> [Work to complete] Only one number is expected here, namely how many lines of the entries below hold the string "keys".

BEGIN Provided entries

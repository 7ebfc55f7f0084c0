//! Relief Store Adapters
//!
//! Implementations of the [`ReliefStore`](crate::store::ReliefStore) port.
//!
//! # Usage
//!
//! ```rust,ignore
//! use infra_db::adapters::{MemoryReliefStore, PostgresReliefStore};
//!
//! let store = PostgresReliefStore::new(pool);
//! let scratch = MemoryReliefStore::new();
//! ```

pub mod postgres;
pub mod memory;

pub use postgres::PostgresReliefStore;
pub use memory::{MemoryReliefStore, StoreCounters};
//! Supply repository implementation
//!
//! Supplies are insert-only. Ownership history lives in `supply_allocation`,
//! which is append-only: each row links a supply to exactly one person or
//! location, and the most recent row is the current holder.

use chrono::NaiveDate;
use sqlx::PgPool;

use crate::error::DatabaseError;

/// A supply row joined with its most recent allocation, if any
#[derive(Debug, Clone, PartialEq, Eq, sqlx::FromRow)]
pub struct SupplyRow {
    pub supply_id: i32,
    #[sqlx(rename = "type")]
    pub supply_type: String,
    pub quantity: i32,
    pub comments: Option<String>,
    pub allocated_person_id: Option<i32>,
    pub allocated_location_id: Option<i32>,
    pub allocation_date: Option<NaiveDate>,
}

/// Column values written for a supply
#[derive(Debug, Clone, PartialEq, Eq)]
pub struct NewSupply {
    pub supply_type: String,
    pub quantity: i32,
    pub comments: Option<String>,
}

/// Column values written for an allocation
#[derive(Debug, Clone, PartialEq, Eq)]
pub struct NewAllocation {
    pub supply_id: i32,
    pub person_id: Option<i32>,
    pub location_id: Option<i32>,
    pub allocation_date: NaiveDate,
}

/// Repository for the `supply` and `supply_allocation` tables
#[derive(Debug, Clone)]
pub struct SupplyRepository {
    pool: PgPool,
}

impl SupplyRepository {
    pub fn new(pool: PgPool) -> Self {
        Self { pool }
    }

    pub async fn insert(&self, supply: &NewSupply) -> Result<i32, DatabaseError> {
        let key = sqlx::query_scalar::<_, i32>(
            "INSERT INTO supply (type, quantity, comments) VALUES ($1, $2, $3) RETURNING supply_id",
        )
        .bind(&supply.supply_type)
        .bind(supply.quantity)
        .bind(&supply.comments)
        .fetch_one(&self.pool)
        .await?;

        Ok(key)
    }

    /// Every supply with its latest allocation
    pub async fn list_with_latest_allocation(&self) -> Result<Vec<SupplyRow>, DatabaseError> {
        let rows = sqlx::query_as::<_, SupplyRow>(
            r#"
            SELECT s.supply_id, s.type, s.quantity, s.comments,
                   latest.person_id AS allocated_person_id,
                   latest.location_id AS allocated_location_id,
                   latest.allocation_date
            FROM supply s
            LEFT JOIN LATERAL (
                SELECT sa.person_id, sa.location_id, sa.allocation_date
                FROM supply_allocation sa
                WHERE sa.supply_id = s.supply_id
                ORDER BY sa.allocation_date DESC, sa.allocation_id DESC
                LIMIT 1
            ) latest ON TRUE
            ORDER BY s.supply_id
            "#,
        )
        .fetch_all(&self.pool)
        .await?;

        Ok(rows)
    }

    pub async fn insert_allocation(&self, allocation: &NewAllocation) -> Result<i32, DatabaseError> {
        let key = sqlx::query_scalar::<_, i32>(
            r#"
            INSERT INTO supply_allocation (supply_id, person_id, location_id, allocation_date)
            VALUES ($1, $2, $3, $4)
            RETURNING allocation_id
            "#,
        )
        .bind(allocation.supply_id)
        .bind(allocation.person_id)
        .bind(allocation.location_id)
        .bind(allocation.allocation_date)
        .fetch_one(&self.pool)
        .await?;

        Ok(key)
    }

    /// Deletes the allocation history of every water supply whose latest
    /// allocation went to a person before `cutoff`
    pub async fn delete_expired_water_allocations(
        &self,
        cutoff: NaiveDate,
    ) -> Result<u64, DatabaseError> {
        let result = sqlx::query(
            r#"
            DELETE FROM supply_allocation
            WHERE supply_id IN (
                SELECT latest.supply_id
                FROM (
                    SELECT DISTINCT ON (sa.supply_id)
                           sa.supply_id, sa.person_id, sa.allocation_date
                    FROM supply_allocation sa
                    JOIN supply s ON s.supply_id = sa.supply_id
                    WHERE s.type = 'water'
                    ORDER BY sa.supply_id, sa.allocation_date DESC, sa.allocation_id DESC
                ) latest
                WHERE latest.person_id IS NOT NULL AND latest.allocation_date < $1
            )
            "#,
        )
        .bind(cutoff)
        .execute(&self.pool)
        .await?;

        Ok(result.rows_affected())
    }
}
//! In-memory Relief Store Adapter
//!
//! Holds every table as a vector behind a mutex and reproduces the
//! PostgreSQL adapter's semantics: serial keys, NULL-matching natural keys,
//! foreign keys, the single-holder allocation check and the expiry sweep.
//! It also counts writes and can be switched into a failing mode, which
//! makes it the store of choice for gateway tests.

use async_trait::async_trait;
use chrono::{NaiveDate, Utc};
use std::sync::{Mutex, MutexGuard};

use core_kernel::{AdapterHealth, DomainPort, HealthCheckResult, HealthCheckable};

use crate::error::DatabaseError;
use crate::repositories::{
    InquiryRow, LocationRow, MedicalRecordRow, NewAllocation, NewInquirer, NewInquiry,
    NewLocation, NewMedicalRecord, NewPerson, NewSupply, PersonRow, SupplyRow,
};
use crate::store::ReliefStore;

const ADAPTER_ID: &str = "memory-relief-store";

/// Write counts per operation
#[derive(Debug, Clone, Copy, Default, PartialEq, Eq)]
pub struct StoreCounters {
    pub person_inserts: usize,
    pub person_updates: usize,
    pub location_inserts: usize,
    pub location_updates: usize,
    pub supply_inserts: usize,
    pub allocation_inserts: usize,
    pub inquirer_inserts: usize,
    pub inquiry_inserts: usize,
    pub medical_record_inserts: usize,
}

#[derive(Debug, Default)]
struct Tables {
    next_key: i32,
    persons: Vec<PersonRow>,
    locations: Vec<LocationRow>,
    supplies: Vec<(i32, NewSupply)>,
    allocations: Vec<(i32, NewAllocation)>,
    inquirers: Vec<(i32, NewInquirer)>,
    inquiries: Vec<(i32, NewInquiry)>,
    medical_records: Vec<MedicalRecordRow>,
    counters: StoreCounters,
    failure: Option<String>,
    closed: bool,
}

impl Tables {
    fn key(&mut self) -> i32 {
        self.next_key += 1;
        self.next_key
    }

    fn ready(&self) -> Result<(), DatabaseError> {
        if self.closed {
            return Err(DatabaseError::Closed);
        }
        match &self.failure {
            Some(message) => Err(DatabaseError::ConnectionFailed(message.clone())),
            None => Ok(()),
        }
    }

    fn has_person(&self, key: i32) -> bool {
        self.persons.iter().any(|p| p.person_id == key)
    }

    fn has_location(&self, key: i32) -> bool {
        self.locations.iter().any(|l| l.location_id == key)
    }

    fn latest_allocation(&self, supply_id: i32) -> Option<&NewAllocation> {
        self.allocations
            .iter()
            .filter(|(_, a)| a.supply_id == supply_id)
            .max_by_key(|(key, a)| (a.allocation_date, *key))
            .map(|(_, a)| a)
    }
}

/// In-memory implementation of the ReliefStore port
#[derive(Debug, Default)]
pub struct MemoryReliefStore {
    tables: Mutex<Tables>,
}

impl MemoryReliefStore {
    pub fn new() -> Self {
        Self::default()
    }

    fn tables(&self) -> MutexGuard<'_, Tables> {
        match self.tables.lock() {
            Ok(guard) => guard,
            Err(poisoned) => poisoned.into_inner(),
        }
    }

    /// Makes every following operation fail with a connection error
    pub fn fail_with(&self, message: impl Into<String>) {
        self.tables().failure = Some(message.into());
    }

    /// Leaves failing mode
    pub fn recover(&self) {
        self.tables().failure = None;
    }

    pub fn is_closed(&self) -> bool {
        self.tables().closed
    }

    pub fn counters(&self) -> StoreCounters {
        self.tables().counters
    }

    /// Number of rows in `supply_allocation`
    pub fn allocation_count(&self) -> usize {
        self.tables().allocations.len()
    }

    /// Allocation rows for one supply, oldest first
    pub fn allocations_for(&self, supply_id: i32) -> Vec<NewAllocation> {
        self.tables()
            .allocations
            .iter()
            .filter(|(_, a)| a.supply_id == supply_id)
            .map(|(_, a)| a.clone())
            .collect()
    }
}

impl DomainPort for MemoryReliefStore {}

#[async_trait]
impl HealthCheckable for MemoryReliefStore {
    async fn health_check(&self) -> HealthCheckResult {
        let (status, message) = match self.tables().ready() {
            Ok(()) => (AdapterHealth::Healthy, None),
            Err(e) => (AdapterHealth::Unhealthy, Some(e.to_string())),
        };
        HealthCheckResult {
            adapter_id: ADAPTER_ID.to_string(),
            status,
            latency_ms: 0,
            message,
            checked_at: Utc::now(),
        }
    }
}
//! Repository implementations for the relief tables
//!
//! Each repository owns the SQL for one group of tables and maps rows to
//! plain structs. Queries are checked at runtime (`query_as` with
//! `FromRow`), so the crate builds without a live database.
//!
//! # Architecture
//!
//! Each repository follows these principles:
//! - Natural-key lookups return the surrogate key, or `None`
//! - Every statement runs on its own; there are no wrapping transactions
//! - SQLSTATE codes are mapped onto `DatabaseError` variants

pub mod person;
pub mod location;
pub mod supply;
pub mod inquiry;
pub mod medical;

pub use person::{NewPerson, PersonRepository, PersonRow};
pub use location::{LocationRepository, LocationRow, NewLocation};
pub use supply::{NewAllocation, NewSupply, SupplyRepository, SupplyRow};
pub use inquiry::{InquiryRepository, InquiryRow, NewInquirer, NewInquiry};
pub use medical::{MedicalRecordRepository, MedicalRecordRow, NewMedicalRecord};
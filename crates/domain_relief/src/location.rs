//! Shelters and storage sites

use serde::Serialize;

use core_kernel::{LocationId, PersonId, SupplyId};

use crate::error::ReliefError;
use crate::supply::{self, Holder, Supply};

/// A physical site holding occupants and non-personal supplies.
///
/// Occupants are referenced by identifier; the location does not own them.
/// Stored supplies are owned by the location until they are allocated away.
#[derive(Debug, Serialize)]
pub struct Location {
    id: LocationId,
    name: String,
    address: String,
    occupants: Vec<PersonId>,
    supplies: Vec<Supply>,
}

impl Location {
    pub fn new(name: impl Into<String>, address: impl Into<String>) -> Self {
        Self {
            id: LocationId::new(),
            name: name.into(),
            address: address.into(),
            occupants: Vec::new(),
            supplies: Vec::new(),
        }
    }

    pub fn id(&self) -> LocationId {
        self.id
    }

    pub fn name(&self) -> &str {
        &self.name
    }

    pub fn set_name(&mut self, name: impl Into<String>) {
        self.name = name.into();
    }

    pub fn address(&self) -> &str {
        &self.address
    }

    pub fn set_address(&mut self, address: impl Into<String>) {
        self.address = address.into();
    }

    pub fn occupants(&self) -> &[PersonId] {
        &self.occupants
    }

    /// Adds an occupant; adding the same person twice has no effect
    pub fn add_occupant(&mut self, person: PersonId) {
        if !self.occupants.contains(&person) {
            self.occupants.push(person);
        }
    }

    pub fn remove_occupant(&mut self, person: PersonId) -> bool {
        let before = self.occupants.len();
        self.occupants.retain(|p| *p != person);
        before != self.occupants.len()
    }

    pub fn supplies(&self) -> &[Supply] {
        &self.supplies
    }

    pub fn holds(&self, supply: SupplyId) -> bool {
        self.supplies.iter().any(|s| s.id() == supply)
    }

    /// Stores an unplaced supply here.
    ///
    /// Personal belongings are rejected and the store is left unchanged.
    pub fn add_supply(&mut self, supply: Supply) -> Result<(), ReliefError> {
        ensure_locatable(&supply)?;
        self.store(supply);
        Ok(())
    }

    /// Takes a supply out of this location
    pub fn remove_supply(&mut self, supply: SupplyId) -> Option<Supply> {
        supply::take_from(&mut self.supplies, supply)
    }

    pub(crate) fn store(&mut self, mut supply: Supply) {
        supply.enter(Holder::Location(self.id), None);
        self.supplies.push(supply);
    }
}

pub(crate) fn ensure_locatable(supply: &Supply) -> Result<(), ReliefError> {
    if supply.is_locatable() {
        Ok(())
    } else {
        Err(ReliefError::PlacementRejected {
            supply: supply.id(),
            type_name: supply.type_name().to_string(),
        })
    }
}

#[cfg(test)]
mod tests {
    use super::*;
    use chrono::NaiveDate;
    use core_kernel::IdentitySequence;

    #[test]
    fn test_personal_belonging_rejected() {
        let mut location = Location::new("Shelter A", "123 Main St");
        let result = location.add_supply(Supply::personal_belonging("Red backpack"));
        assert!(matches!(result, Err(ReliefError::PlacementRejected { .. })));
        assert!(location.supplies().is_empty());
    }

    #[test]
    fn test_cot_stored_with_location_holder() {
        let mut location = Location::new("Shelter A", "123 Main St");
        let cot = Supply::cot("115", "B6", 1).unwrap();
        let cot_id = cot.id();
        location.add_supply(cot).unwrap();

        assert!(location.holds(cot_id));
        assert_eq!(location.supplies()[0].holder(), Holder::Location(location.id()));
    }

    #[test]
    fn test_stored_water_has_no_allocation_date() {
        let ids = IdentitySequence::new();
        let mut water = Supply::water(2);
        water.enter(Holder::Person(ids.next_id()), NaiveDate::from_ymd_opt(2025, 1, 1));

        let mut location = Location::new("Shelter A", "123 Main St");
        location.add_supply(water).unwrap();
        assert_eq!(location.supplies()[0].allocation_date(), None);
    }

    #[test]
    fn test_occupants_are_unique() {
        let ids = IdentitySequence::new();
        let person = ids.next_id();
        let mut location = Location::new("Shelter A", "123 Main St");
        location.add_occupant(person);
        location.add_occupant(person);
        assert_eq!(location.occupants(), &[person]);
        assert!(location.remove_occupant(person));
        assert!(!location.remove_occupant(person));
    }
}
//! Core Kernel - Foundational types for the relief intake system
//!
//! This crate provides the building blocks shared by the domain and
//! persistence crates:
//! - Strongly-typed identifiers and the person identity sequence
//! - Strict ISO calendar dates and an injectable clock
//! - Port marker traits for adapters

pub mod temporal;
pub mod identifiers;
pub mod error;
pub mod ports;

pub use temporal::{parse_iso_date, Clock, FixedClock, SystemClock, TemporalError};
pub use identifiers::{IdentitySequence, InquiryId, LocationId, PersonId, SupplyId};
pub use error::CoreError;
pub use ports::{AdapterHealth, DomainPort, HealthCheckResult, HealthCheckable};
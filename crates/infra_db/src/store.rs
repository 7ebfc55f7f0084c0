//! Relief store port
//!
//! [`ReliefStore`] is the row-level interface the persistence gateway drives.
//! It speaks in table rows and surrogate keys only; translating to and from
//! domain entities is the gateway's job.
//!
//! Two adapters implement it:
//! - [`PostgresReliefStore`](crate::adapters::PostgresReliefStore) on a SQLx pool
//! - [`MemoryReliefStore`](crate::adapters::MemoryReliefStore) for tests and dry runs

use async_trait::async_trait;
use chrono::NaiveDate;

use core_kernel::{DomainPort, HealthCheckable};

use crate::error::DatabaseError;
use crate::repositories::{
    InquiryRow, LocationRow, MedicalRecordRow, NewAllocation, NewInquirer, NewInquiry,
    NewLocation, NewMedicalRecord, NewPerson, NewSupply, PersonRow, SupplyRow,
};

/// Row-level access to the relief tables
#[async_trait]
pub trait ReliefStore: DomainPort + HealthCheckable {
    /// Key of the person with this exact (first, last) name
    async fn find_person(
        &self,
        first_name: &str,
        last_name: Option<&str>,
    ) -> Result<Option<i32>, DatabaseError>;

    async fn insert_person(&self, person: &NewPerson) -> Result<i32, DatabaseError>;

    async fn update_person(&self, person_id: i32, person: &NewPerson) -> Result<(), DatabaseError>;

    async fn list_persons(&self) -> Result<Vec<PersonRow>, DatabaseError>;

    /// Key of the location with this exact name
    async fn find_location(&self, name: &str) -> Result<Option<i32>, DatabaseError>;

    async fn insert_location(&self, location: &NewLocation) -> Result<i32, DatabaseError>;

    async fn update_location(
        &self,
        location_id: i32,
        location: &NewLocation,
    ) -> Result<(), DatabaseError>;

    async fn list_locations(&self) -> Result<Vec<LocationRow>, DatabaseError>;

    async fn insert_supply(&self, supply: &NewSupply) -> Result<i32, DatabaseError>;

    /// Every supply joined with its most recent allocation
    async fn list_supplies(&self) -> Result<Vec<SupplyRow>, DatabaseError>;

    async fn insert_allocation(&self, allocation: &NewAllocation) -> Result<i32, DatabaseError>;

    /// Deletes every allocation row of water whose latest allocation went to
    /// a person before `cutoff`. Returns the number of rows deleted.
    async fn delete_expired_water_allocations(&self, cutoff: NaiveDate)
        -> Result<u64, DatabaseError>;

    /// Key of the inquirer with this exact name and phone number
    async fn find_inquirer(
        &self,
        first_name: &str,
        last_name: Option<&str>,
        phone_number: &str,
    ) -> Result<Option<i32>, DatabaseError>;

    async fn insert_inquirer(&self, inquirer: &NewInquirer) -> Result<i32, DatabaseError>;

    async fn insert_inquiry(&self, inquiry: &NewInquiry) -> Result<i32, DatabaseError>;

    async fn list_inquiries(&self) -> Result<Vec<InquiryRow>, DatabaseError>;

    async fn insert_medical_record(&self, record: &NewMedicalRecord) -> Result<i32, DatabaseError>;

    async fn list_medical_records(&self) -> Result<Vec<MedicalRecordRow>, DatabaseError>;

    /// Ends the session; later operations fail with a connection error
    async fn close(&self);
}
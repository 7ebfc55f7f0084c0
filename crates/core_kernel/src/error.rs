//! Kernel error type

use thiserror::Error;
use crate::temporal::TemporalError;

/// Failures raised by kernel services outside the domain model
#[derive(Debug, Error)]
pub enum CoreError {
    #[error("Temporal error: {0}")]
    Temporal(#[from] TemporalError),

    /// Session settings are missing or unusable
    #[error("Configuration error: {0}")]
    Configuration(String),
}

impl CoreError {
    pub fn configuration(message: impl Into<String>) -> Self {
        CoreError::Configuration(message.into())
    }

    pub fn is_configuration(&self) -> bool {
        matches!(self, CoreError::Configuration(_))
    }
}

END Provided entries

> [Reply to the exercise] 3